У каждого пользователя также есть таблица follower_ranges, которая отображает пользователя в набор смежных диапазонов идентификаторов подписчиков. Для большинства пользователей, у которых всего несколько тысяч подписчиков, в этой таблице будет одна запись (-inf .. + inf); это будет подразумеваемое значение по умолчанию. Для пользователей с большим количеством подписчиков каждый диапазон в таблице будет иметь несколько тысяч пользователей. Диапазоны будут сбалансированы с течением времени, чтобы количество пользователей в каждом из них оставалось в пределах некоторого интервала, например больше 1000, меньше 10000. Объединение всех диапазонов будет включать все идентификаторы пользователей.
Всякий раз, когда создается пользователь -> операция подписчика, она кодируется как действие и добавляется в очередь. Каждый элемент в очереди - это кортеж (отправитель, действие, полезная нагрузка, подчиненный поддиапазон). Работники очереди берут предмет, находят всех последователей в данном поддиапазоне и применяют действие к каждому из них. (Обратите внимание, что действие может быть «добавить твит», «удалить твит», «редактировать твит» и т.

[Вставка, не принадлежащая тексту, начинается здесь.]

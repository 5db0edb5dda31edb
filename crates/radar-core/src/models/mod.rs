pub mod action;
pub mod confidence;
pub mod contradiction;
pub mod entity;
pub mod movement;
pub mod run_report;
pub mod score;
pub mod signal;
pub mod snapshot;

pub use action::{ActionType, Priority, TriggerAction};
pub use confidence::{Confidence, ConfidenceTier};
pub use contradiction::Contradiction;
pub use entity::{Candidate, EntityContext, EntityRef, EntityState, StateField};
pub use movement::{Movement, MovementType};
pub use run_report::RunReport;
pub use score::{Score, ScoreTier};
pub use signal::{Signal, SignalType};
pub use snapshot::{ChangeSet, FieldChange, Snapshot};
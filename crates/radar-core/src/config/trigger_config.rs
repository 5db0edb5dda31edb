use serde::{Deserialize, Serialize};

use crate::errors::ConfigError;
use crate::models::{ActionType, Priority, ScoreTier};

/// Ordered score tier boundaries: [0, warm_min) → cold,
/// [warm_min, hot_min) → warm, [hot_min, ∞) → hot.
#[derive(Debug, Clone, Copy, Serialize, Deserialize)]
pub struct ScoreTierBounds {
    pub warm_min: f64,
    pub hot_min: f64,
}

impl ScoreTierBounds {
    pub fn tier(&self, score: f64) -> ScoreTier {
        if score >= self.hot_min {
            ScoreTier::Hot
        } else if score >= self.warm_min {
            ScoreTier::Warm
        } else {
            ScoreTier::Cold
        }
    }
}

/// Maps a score tier to the action fired when an entity reaches it.
#[derive(Debug, Clone, Serialize, Deserialize)]
pub struct TriggerThreshold {
    pub tier: ScoreTier,
    pub action: ActionType,
    pub priority: Priority,
}

/// Eligibility gate for queuing a meeting request.
#[derive(Debug, Clone, Serialize, Deserialize)]
pub struct MeetingConfig {
    pub min_score: f64,
}

/// Trigger evaluation configuration.
#[derive(Debug, Clone, Serialize, Deserialize)]
pub struct TriggerConfig {
    pub score_tiers: ScoreTierBounds,
    pub thresholds: Vec<TriggerThreshold>,
    /// Lookback window for action deduplication.
    pub dedup_window_hours: u64,
    pub meeting: MeetingConfig,
}

impl TriggerConfig {
    pub fn validate(&self) -> Result<(), ConfigError> {
        let bounds = &self.score_tiers;
        if !(bounds.warm_min > 0.0 && bounds.warm_min < bounds.hot_min) {
            return Err(ConfigError::InvalidTierBounds {
                kind: "score".to_string(),
                reason: format!(
                    "require 0 < warm_min < hot_min, got {} and {}",
                    bounds.warm_min, bounds.hot_min
                ),
            });
        }
        if self.thresholds.is_empty() {
            return Err(ConfigError::EmptyThresholds);
        }
        if self.dedup_window_hours == 0 {
            return Err(ConfigError::InvalidRunSetting {
                key: "trigger.dedup_window_hours".to_string(),
                reason: "must be positive".to_string(),
            });
        }
        Ok(())
    }
}
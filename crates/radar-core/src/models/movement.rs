use std::fmt;

use chrono::{DateTime, Utc};
use serde::{Deserialize, Serialize};

use super::confidence::{Confidence, ConfidenceTier};
use super::entity::{EntityRef, EntityState};
use super::signal::SignalType;

/// Closed enumeration of classifiable state transitions.
/// An unclassifiable change is represented by the classifier returning
/// `None`, not by an enum variant.
#[derive(Debug, Clone, Copy, PartialEq, Eq, Hash, Serialize, Deserialize)]
#[serde(rename_all = "snake_case")]
pub enum MovementType {
    Hire,
    Exit,
    Promotion,
    Transfer,
}

impl MovementType {
    pub const ALL: [MovementType; 4] = [
        MovementType::Hire,
        MovementType::Exit,
        MovementType::Promotion,
        MovementType::Transfer,
    ];

    pub fn as_str(self) -> &'static str {
        match self {
            MovementType::Hire => "hire",
            MovementType::Exit => "exit",
            MovementType::Promotion => "promotion",
            MovementType::Transfer => "transfer",
        }
    }

    /// The signal type emitted when this movement is detected.
    pub fn signal_type(self) -> SignalType {
        match self {
            MovementType::Hire => SignalType::MovementHire,
            MovementType::Exit => SignalType::MovementExit,
            MovementType::Promotion => SignalType::MovementPromotion,
            MovementType::Transfer => SignalType::MovementTransfer,
        }
    }
}

impl fmt::Display for MovementType {
    fn fmt(&self, f: &mut fmt::Formatter<'_>) -> fmt::Result {
        f.write_str(self.as_str())
    }
}

/// A classified state transition. Immutable once written: never updated
/// or deleted by the engine.
#[derive(Debug, Clone, Serialize, Deserialize)]
pub struct Movement {
    /// UUID v4 identifier.
    pub id: String,
    pub entity: EntityRef,
    pub movement_type: MovementType,
    pub confidence: Confidence,
    pub confidence_tier: ConfidenceTier,
    /// IDs of the rules that fired, for auditability.
    pub matched_rules: Vec<String>,
    /// State before the transition. None on transitions detected against
    /// a partially-populated history.
    pub old_state: Option<EntityState>,
    pub new_state: EntityState,
    pub detected_at: DateTime<Utc>,
}
use chrono::{DateTime, Utc};

use radar_core::config::RadarConfig;
use radar_core::errors::{ConfigError, RadarResult};
use radar_core::models::{Candidate, Movement, RunReport, Signal, Snapshot};
use radar_core::traits::IIntentStorage;
use radar_movement::{confidence, ChangeDetector, MovementClassifier};
use radar_scoring::ScoreEngine;
use radar_trigger::{TriggerEvaluator, TriggerState};

/// Source recorded on signals the classifier emits itself.
const DETECTOR_SOURCE: &str = "movement_detector";

/// The full pipeline for one entity, strictly sequential:
/// detect → classify → persist movement/signal → recompute score →
/// evaluate trigger → persist action. Across entities nothing is shared
/// or ordered.
pub struct EntityPipeline {
    detector: ChangeDetector,
    classifier: MovementClassifier,
    score_engine: ScoreEngine,
    evaluator: TriggerEvaluator,
    config: RadarConfig,
}

impl EntityPipeline {
    pub fn new(config: RadarConfig) -> Result<Self, ConfigError> {
        config.validate()?;
        Ok(Self {
            detector: ChangeDetector::new(&config.detection)?,
            classifier: MovementClassifier::new(&config.detection)?,
            score_engine: ScoreEngine::new(
                config.trigger.score_tiers,
                config.scoring.safety_cap.clone(),
            ),
            evaluator: TriggerEvaluator::new(config.trigger.clone()),
            config,
        })
    }

    /// Process one candidate. Each invocation is its own atomic unit: an
    /// interrupted run leaves every processed entity consistent and the
    /// rest untouched for the next run.
    pub fn process(
        &self,
        storage: &dyn IIntentStorage,
        candidate: &Candidate,
        now: DateTime<Utc>,
    ) -> RadarResult<RunReport> {
        let mut report = RunReport::start(now);
        let entity = &candidate.entity;

        // Detect against the stored snapshot.
        let old = storage.get_snapshot(entity)?;
        let change_set = self.detector.detect(old.as_ref(), &candidate.state);

        let contradictions = self.detector.check_contradictions(&candidate.state);
        report.contradictions += contradictions.len();

        // Snapshot is updated on every pass, changed or not, so the next
        // run compares against current truth and one change never alerts
        // twice.
        storage.put_snapshot(&Snapshot {
            entity: entity.clone(),
            state: candidate.state.clone(),
            content_hash: self.detector.hash(&candidate.state),
            observed_at: now,
        })?;

        if change_set.is_different && !change_set.first_seen {
            report.changed += 1;
        }

        // Classify; a real-but-unclassifiable change is not an error.
        if let Some(matched) = self.classifier.classify(&candidate.state, &change_set) {
            let final_confidence = confidence::compose(
                matched.base_confidence,
                matched.movement_type,
                &candidate.state,
                &self.config.detection,
            );
            let movement = Movement {
                id: uuid::Uuid::new_v4().to_string(),
                entity: entity.clone(),
                movement_type: matched.movement_type,
                confidence: final_confidence,
                confidence_tier: confidence::tier(final_confidence, &self.config.detection),
                matched_rules: matched.matched_rules,
                old_state: old.map(|s| s.state),
                new_state: candidate.state.clone(),
                detected_at: now,
            };
            storage.insert_movement(&movement)?;

            // The movement's signal must be persisted before scoring so
            // the recomputation below already sees it.
            storage.insert_signal(&Signal::new(
                entity.clone(),
                matched.movement_type.signal_type(),
                DETECTOR_SOURCE,
                now,
            ))?;
            report.movements += 1;
        }

        // Recompute the score from the full signal history.
        let signals = storage.get_signals(entity, true)?;
        let previous = storage.get_score(entity)?;
        let breakdown = self
            .score_engine
            .compute(&signals, &self.config.scoring, now);
        let (score, cap) =
            self.score_engine
                .build_score(entity, &breakdown, previous.as_ref(), now);
        if cap.clamped {
            report.clamps += 1;
        }
        storage.upsert_score(&score)?;

        let newly_scored: Vec<String> = signals
            .iter()
            .filter(|s| !s.scored)
            .map(|s| s.id.clone())
            .collect();
        report.signals_scored += newly_scored.len();
        storage.mark_scored(&newly_scored)?;

        // Evaluate the trigger against the pre-update score.
        let outcome =
            self.evaluator
                .evaluate(&score, previous.as_ref(), &candidate.context, storage, now);
        match (outcome.state, outcome.action) {
            (TriggerState::Fired, Some(action)) => {
                storage.insert_action(&action)?;
                report.triggers_fired += 1;
            }
            _ => {
                tracing::debug!(entity = %entity, reason = %outcome.reason, "trigger suppressed");
                report.triggers_suppressed += 1;
            }
        }

        report.processed += 1;
        report.finish(Utc::now());
        Ok(report)
    }
}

Д. В основном все, что необходимо применить ко всем подписчикам.)
Применение действия очереди к каждому подписчику будет связано с выполнением соответствующих записей и удалений в таблицу твитов каждого пользователя. Барьер в очереди будет означать, что запись не будет появляться мгновенно, но должна быть возможность удерживать задержку ниже нескольких секунд.
Показывать пользователю их твиты будет дешевой операцией: «ВЫБЕРИТЕ * ОТ ТИТЕРОВ, ГДЕ user_id =: user_id ORDER BY (made_at DESC) LIMIT: max_per_page». Это отсканирует одну таблицу и будет очень быстрой операцией. (Снизить задержку блокировки пользователя - это хорошо!)
Я думаю, что этот дизайн изначально неплохо масштабировался бы. Каждый компонент системы теперь можно легко масштабировать:
- Хранилище очереди может быть поддержано GAE и масштабировано согласно любой таблице хранилища данных
- Внешние интерфейсы можно масштабировать естественным образом, и нет необходимости в липкости
- В любое время можно добавить больше процессоров очереди
- Фактические таблицы хранения будут расти естественным образом и должны масштабироваться в хранилище данных.
Тем не менее, я могу вспомнить пару будущих улучшений, которые я хотел бы рассмотреть сразу:
- Сокращение хранения редко показанных данных. Этот дизайн денормализует каждый твит в копию для каждого подписчика. Однако обычно доступны только самые последние твиты. Удалив пользовательскую копию твитов по истечении N дней, мы сможем восстановить большой объем памяти. Если пользователь пытается просмотреть что-то из древней истории, мы получаем данные из денормализованных таблиц. Это будет медленнее, но не будет происходить слишком часто, и экономия будет значительной. Экономия памяти: (#avg_followers - 1) / # avg_followers
- Шаблон записи неоптимален. Через несколько элементов очереди каждый работник очереди будет писать в таблицу твитов каждого пользователя, таким образом, местоположение записей будет не очень хорошим. (В худшем случае у нас будет #processor * #storage серверных подключений.) Это можно исправить, применив несколько обновлений для каждого диапазона пользователей. Например, если два действия A и B должны применяться к диапазону [0, 10000), то один обработчик очереди может применить эти два действия одновременно.